▶ Problem statement:
If a line of the data below holds the string "NotInPatterns", copy it.

Stored dataset items

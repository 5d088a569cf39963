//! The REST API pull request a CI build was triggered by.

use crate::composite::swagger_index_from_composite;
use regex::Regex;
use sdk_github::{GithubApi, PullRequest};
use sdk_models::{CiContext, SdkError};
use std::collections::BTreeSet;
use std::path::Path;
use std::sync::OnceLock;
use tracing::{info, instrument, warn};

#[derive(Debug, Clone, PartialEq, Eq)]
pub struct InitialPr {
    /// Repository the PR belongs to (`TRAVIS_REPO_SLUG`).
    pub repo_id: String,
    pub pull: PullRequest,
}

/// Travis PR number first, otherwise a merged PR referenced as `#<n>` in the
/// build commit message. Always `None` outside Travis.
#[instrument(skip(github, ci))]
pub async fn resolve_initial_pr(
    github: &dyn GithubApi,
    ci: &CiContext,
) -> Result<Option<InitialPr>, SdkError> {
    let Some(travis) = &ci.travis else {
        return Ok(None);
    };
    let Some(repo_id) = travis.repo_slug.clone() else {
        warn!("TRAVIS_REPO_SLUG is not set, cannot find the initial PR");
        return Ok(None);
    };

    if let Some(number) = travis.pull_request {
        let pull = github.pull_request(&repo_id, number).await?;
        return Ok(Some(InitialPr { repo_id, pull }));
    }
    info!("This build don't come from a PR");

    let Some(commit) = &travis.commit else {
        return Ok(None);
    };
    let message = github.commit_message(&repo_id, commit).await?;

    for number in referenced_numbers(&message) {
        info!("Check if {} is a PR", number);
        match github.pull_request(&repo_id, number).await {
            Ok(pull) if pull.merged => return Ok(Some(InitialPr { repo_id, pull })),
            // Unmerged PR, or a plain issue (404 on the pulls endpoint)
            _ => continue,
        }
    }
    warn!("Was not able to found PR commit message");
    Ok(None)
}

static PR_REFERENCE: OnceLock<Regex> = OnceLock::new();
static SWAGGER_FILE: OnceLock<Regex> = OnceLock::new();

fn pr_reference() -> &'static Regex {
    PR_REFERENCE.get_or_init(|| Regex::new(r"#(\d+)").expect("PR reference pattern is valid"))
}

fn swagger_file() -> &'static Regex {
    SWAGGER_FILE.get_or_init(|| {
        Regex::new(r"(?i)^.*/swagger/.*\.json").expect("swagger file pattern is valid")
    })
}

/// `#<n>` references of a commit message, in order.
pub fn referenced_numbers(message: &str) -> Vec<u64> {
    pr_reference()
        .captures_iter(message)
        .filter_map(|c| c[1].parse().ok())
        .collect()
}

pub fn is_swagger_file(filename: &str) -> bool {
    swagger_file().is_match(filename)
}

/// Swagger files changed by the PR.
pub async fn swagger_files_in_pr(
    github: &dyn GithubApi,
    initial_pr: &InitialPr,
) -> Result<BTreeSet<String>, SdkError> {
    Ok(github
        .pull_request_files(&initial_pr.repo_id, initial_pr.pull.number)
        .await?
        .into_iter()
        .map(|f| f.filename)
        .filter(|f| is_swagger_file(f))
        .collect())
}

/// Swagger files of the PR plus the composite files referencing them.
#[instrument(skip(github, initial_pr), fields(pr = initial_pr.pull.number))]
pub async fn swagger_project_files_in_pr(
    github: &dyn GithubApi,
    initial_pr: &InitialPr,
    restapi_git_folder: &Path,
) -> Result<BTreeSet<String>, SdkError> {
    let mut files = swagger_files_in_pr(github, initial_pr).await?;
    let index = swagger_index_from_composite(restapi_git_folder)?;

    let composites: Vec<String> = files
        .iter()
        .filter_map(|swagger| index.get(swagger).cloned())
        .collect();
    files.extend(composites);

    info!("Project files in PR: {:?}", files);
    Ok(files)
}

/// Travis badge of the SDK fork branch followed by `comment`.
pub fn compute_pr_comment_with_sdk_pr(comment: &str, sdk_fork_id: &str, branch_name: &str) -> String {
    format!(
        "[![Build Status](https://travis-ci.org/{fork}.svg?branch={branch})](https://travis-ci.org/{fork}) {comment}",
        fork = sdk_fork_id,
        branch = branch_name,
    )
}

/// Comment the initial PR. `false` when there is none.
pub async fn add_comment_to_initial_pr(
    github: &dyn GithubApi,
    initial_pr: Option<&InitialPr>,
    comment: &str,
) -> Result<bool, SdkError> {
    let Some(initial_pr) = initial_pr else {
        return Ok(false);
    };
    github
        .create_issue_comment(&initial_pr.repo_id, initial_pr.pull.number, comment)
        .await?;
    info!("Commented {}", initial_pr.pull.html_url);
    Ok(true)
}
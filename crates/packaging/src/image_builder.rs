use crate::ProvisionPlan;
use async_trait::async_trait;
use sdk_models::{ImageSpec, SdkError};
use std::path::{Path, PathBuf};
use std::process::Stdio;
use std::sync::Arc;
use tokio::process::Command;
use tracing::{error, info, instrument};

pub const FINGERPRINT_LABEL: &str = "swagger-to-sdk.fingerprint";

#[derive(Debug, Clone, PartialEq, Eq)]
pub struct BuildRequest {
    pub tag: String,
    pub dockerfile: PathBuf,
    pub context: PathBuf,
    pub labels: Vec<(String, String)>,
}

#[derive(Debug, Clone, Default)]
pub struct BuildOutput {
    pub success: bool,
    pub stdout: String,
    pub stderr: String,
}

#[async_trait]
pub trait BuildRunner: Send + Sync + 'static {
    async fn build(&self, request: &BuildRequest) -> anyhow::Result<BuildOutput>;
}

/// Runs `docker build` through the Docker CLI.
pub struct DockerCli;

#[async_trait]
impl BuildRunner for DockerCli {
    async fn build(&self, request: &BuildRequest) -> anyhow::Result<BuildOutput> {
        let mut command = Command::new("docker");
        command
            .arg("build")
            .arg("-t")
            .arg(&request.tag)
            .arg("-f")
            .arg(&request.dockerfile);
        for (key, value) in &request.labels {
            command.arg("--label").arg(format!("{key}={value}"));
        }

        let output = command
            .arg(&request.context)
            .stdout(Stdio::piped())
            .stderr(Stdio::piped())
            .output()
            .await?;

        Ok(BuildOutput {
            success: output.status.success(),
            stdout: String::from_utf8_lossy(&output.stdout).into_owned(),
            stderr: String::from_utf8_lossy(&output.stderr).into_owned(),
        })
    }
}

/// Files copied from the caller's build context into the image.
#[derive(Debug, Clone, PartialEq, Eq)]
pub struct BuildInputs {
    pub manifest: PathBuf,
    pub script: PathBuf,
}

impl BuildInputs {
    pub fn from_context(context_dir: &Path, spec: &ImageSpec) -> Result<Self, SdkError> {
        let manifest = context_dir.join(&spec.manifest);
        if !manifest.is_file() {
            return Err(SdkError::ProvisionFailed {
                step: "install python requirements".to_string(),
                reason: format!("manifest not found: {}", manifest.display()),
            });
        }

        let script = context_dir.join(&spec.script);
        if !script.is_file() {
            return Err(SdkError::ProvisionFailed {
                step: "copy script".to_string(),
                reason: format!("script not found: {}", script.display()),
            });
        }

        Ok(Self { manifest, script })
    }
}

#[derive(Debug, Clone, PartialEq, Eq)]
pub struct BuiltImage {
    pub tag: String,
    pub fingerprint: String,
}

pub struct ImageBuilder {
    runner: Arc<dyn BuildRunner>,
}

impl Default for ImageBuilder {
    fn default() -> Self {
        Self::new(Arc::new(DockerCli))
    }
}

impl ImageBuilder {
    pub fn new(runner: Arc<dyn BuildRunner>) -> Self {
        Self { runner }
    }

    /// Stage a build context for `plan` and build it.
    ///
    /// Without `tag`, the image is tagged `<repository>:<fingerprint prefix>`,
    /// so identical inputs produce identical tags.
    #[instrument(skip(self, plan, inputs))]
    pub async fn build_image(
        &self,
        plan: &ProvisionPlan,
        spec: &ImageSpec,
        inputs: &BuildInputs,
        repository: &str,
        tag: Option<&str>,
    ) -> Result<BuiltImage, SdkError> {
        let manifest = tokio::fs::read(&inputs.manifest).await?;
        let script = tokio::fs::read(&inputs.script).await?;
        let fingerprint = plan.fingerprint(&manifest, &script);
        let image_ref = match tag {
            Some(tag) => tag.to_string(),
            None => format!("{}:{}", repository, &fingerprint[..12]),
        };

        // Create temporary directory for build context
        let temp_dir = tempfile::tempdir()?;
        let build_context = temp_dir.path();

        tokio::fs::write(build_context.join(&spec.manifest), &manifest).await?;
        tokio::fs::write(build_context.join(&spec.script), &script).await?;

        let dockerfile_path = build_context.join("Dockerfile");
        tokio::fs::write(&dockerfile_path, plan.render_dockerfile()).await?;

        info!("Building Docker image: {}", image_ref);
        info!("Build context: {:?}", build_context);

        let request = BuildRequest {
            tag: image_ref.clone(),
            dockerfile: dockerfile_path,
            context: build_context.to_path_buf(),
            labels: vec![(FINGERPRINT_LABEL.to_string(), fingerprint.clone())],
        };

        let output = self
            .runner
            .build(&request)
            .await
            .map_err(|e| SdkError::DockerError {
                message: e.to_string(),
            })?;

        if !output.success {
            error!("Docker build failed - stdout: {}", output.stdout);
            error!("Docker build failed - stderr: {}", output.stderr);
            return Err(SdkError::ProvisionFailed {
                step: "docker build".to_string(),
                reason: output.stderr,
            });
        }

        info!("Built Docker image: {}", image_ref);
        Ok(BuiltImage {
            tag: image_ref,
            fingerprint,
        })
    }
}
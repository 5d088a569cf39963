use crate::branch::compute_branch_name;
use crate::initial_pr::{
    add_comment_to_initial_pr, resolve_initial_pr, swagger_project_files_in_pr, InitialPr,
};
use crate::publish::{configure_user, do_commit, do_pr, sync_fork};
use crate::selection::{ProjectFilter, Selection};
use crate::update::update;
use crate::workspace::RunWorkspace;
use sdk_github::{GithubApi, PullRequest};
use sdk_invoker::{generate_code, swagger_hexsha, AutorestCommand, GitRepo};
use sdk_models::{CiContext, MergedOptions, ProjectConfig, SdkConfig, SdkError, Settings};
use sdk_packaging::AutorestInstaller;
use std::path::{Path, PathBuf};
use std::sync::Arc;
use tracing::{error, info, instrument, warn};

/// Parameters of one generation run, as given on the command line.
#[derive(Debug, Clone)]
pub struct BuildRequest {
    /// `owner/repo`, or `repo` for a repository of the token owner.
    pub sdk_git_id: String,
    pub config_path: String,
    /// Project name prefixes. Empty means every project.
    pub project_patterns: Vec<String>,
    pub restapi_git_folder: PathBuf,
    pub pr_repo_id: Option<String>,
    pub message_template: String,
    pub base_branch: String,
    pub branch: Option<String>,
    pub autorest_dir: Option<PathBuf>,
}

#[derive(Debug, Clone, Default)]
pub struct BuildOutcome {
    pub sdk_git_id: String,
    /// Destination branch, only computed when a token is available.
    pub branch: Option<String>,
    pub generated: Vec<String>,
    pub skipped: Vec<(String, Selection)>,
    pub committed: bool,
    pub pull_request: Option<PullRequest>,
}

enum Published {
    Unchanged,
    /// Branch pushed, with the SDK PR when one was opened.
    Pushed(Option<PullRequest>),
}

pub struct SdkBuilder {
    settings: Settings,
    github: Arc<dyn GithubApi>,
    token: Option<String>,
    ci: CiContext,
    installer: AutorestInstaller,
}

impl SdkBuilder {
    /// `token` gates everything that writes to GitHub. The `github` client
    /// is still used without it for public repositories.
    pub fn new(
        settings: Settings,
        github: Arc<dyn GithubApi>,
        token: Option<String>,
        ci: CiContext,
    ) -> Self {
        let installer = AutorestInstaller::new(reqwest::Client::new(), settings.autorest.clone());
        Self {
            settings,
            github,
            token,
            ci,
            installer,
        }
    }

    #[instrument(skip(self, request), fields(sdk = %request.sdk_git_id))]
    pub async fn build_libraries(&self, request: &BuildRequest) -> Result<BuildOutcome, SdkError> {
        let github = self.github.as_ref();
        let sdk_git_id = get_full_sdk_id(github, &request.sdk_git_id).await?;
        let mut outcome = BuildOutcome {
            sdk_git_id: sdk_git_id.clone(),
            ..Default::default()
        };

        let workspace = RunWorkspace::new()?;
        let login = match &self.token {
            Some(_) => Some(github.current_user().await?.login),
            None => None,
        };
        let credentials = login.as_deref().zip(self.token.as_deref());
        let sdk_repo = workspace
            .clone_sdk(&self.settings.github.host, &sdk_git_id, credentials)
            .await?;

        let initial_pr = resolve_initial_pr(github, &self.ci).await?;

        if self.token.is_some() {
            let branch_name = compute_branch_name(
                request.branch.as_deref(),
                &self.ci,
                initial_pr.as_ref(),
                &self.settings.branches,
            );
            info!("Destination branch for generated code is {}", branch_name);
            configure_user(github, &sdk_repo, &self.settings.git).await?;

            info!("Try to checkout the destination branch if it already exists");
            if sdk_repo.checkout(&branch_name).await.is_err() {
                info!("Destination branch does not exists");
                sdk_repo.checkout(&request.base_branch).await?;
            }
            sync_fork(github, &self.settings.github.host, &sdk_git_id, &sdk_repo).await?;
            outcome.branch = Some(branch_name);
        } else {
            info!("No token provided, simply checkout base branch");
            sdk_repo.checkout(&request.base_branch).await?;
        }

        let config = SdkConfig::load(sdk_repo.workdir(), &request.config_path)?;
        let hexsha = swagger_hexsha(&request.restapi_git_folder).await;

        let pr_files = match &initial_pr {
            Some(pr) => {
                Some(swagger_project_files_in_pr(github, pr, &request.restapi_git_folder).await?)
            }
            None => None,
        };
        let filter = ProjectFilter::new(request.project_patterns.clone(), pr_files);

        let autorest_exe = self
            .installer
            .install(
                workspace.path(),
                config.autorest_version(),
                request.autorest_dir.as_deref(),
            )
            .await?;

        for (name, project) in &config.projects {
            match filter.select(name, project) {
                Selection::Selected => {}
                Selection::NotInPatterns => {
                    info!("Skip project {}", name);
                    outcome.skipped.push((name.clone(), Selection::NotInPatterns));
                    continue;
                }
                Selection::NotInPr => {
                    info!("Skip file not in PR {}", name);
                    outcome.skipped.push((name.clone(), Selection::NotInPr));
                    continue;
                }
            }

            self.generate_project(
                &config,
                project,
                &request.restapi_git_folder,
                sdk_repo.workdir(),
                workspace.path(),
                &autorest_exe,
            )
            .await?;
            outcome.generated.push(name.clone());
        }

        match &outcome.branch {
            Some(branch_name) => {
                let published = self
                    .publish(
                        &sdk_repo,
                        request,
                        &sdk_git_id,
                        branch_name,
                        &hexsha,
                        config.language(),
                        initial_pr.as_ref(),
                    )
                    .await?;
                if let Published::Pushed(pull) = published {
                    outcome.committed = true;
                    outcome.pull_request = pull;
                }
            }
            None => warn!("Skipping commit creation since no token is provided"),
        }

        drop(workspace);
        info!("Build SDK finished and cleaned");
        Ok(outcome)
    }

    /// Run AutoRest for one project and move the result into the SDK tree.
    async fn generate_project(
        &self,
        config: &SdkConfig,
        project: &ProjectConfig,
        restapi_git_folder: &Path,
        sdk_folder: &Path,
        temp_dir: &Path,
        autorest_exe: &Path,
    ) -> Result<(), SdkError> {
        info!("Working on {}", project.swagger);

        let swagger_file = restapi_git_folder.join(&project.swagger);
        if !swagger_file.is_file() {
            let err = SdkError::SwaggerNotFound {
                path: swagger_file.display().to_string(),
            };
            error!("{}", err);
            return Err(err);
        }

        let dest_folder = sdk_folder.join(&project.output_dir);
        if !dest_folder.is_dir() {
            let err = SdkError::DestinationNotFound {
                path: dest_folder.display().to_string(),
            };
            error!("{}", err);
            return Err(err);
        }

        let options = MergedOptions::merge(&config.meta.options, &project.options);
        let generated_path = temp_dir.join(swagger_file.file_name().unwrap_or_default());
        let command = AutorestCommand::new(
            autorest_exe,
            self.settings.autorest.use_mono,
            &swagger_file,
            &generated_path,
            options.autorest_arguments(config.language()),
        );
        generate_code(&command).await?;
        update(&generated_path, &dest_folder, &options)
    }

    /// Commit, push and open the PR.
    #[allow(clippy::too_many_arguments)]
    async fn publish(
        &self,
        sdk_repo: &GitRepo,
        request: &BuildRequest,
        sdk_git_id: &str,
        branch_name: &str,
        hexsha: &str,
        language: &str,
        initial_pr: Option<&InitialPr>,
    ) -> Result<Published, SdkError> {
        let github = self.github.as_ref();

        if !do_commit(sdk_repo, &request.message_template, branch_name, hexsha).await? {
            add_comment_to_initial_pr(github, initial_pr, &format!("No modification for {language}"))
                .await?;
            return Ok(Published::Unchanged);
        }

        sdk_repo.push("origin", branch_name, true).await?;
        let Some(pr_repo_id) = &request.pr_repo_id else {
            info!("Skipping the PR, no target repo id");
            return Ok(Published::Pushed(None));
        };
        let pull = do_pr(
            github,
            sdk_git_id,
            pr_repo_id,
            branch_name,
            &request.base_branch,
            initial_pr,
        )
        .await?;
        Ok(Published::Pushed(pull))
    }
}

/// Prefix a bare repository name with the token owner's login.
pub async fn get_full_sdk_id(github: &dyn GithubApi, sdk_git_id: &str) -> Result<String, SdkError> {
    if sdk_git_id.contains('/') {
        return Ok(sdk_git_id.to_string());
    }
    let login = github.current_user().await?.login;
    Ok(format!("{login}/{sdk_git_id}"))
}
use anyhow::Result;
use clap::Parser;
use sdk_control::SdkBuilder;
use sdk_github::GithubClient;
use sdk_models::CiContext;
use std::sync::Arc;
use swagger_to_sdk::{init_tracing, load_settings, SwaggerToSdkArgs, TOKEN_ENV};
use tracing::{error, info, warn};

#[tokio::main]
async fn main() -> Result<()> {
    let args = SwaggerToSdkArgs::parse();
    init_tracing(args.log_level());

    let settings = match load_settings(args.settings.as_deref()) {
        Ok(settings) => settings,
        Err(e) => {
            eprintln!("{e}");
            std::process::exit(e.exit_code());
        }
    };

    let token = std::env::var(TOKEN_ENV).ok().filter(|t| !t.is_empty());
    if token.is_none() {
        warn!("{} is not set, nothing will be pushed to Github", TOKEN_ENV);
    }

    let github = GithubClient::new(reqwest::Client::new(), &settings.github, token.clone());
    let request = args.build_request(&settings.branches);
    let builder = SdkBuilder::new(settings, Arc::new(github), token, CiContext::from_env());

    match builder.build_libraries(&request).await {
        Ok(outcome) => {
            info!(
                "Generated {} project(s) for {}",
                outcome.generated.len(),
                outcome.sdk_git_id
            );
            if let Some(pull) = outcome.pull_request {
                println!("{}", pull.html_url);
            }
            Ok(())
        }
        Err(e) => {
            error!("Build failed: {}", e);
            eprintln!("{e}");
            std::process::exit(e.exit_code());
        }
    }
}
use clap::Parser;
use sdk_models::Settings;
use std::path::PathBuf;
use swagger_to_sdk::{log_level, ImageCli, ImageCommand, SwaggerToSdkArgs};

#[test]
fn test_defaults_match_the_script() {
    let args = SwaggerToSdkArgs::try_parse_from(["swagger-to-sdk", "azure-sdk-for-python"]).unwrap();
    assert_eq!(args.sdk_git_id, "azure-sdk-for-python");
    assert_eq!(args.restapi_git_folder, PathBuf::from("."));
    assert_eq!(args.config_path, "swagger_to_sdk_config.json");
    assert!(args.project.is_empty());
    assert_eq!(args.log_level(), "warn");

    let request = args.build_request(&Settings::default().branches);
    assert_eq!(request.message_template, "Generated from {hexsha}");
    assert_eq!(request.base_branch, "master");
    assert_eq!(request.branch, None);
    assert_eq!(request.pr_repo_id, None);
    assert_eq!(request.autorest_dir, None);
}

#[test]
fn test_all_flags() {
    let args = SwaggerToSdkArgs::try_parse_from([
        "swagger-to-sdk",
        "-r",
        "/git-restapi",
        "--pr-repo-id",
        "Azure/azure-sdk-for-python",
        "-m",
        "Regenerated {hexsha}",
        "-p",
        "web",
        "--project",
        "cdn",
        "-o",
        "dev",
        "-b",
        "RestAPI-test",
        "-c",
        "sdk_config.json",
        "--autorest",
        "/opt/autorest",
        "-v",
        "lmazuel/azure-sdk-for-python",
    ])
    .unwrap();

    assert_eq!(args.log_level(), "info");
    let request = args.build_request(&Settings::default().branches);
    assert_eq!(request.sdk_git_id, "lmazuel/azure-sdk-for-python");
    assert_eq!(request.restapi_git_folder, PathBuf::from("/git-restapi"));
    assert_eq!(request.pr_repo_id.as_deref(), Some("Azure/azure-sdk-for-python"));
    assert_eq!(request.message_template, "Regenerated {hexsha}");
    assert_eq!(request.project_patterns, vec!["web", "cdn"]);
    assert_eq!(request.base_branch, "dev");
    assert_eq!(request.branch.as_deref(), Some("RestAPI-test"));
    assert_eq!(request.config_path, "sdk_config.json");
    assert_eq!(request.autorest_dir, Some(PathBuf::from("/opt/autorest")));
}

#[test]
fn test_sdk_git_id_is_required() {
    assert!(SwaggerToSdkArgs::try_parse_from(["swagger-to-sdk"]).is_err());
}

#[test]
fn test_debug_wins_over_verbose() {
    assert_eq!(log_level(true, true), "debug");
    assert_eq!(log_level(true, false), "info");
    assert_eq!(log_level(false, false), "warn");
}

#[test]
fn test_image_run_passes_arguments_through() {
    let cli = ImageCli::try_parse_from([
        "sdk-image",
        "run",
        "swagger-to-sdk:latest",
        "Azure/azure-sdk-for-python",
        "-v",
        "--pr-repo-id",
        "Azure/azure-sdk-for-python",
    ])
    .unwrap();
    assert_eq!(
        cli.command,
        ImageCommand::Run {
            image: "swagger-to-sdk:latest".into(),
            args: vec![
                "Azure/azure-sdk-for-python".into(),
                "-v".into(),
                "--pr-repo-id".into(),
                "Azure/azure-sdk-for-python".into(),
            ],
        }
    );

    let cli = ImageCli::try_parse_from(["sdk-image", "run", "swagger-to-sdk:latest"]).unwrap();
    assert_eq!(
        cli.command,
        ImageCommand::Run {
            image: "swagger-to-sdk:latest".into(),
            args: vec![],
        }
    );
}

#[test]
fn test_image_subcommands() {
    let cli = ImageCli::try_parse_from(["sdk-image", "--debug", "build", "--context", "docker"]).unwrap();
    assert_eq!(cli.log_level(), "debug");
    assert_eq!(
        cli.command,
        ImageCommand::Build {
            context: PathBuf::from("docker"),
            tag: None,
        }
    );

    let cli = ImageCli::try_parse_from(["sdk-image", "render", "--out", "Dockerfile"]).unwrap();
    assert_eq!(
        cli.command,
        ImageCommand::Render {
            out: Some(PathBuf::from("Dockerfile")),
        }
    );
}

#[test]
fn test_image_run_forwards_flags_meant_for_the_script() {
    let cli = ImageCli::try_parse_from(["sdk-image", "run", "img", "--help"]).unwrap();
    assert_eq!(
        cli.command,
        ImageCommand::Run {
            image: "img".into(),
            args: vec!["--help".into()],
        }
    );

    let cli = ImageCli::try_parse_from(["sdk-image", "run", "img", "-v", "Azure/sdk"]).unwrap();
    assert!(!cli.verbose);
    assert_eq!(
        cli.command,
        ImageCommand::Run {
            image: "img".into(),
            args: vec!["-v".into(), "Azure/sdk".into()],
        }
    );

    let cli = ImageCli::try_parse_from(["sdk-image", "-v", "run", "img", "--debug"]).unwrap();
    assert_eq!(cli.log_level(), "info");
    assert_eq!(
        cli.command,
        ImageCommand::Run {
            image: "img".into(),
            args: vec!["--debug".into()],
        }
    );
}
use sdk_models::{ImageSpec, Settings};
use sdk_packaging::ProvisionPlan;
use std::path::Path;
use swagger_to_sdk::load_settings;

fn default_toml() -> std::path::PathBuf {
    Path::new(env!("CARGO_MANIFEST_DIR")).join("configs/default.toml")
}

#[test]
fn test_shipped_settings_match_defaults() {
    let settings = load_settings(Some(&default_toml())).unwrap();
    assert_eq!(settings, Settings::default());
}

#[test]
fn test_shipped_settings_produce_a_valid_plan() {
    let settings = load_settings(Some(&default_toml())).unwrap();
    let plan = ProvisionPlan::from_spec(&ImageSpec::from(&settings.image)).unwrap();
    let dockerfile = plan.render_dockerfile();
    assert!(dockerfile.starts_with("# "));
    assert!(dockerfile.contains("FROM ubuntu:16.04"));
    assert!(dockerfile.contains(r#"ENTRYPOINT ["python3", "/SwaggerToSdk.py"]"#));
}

▶ Task solution:
                Selection::NotInPatterns => {
                    outcome.skipped.push((name.clone(), Selection::NotInPatterns));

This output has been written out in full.